I gotta go, pinky just informed me my tea is getting cold...

Shut up already!!!

OK I have a little gripe real quick if I may... if you happen to work in close proximity to one individual all day like I do, and something happens to happen to said person that they happen to find interesting they are going to tell the story. No problem there... no problem at all. The problem starts when that person finds the story so interesting they want to tell everyone they know. Well this in and of itself is not an issue... no not at all, the issue is that you now have to listen to this damn story nine thousand times to the point where you are wondering why in the hell everyone this person knows needs to hear about the guy next to you on the bus giving you a dirty look, or the deli guy dropping your coffee on the counter, or the stray dog walking down the street, or the lady who messed up your eyebrows. Shut up, we don't care... write it in an email, or a blog perhaps. Let everyone read it or not read it, but please... PLEAS shut up already.

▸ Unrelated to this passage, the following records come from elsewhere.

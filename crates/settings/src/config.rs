//! Configuration types

use std::path::PathBuf;

use serde::{Deserialize, Serialize};
use tracing::info;

use merkledrop_core::Address;

use crate::{default_settings_path, Result, SettingsError};

/// Main settings structure
#[derive(Debug, Clone, Serialize, Deserialize)]
pub struct Settings {
    /// Where published datasets are kept
    #[serde(default)]
    pub store: StoreSettings,

    /// Local ledger snapshot
    #[serde(default)]
    pub ledger: LedgerSettings,

    /// Withdrawal settings
    #[serde(default)]
    pub withdrawal: WithdrawalSettings,

    /// Allocation settings
    #[serde(default)]
    pub allocation: AllocationSettings,

    #[serde(default)]
    pub logging: LoggingSettings,

    /// Custom settings file path (not serialized)
    #[serde(skip)]
    config_path: Option<PathBuf>,
}

impl Default for Settings {
    fn default() -> Self {
        Self {
            store: StoreSettings::default(),
            ledger: LedgerSettings::default(),
            withdrawal: WithdrawalSettings::default(),
            allocation: AllocationSettings::default(),
            logging: LoggingSettings::default(),
            config_path: None,
        }
    }
}

impl Settings {
    /// Load settings from the default path, or create defaults
    pub fn load_or_default() -> Result<Self> {
        Self::load_from(&default_settings_path())
    }

    /// Load settings from a specific path, or create defaults
    pub fn load_from(path: &PathBuf) -> Result<Self> {
        let mut settings = if path.exists() {
            let content = std::fs::read_to_string(path).map_err(SettingsError::ReadError)?;
            let settings: Settings =
                serde_json::from_str(&content).map_err(SettingsError::ParseError)?;
            info!("Loaded settings from {:?}", path);
            settings
        } else {
            Self::default()
        };
        settings.validate()?;
        settings.config_path = Some(path.clone());
        Ok(settings)
    }

    /// Save settings to the configured path
    pub fn save(&self) -> Result<()> {
        let path = self.config_path.clone().unwrap_or_else(default_settings_path);
        self.save_to(&path)
    }

    /// Save settings to a specific path
    pub fn save_to(&self, path: &PathBuf) -> Result<()> {
        self.validate()?;
        if let Some(parent) = path.parent() {
            if !parent.as_os_str().is_empty() && !parent.exists() {
                std::fs::create_dir_all(parent).map_err(SettingsError::CreateDirError)?;
            }
        }

        let content = serde_json::to_string_pretty(self).map_err(SettingsError::ParseError)?;
        std::fs::write(path, content).map_err(SettingsError::WriteError)?;
        info!("Saved settings to {:?}", path);
        Ok(())
    }

    /// Reject values no component can run with.
    pub fn validate(&self) -> Result<()> {
        if self.withdrawal.query_batch_size == 0 {
            return Err(SettingsError::Invalid {
                field: "withdrawal.query_batch_size",
                reason: "must be greater than zero".to_string(),
            });
        }
        if let Some(sink) = &self.allocation.residual_sink {
            if self.allocation.exclude.contains(sink) {
                return Err(SettingsError::Invalid {
                    field: "allocation.residual_sink",
                    reason: format!("{sink} is also excluded"),
                });
            }
        }
        Ok(())
    }
}

/// Dataset store settings
#[derive(Debug, Clone, Serialize, Deserialize)]
pub struct StoreSettings {
    /// Directory holding `<pointer>.json` datasets
    #[serde(default = "default_store_dir")]
    pub dir: PathBuf,
}

fn default_store_dir() -> PathBuf {
    PathBuf::from("data/datasets")
}

impl Default for StoreSettings {
    fn default() -> Self {
        Self {
            dir: default_store_dir(),
        }
    }
}

/// Local ledger settings
#[derive(Debug, Clone, Serialize, Deserialize)]
pub struct LedgerSettings {
    /// Snapshot file the local ledger is persisted to after every transition
    #[serde(default = "default_state_path")]
    pub state_path: PathBuf,
}

fn default_state_path() -> PathBuf {
    PathBuf::from("data/ledger.json")
}

impl Default for LedgerSettings {
    fn default() -> Self {
        Self {
            state_path: default_state_path(),
        }
    }
}

#[derive(Debug, Clone, Serialize, Deserialize)]
pub struct WithdrawalSettings {
    /// Claimed-amount lookups issued concurrently per batch
    #[serde(default = "default_query_batch_size")]
    pub query_batch_size: usize,
}

fn default_query_batch_size() -> usize {
    100
}

impl Default for WithdrawalSettings {
    fn default() -> Self {
        Self {
            query_batch_size: default_query_batch_size(),
        }
    }
}

/// Allocation settings
#[derive(Debug, Clone, Default, Serialize, Deserialize)]
pub struct AllocationSettings {
    /// Addresses removed from every balance source
    #[serde(default)]
    pub exclude: Vec<Address>,

    /// Recipient of rounding residuals; discarded when unset
    #[serde(default)]
    pub residual_sink: Option<Address>,
}

#[derive(Debug, Clone, Serialize, Deserialize)]
pub struct LoggingSettings {
    /// Default filter, overridden by `RUST_LOG`
    #[serde(default = "default_filter")]
    pub filter: String,
}

fn default_filter() -> String {
    "info".to_string()
}

impl Default for LoggingSettings {
    fn default() -> Self {
        Self {
            filter: default_filter(),
        }
    }
}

Oh and huge props to Mr. Mickelson for his second green jacket...

Friday, April 07, 2006

Ok what the hell is up with this? I'm reading this comic strip, yes I still read the comics, and all of a sudden there is this retarded character in the comic. Now how do they protray her as retarded you ask? Well let me tell you... they... put... three... dots... in... between... all... of... her... words... ow annoying is this you ask? Well read that snetence again and you'll understand.

Now if you ask me what they whould have done was like mix all the words up or just kind of put in like AAAAAAAAAAAA!! MMMMMFFFFFF, everytime she talked. But for some reason the other characters in the comic strip would under stand her... that would be amusing. Or how about, oh I don't know maker... um how do I say this... look like a fucking retard maybe? I mean come on... for a comic strip she's pretty hot, I mean she's no Jessica Rabbit or anything but I'd... sorry, never mind. Let's take a look at the example life goes on gave us...

Now THAT'S retarded, man I miss that kid.

Anyway its just completely ridiculous.. at least like have her wet herself or something... gotta go.

Eat this!!!

I really don't think I need to say much about this, fellas and ladies if you happen to have or observe spotted dick in the wild. Please consult your local wildlife federation, or at least a bottle of penicillin. Thanks.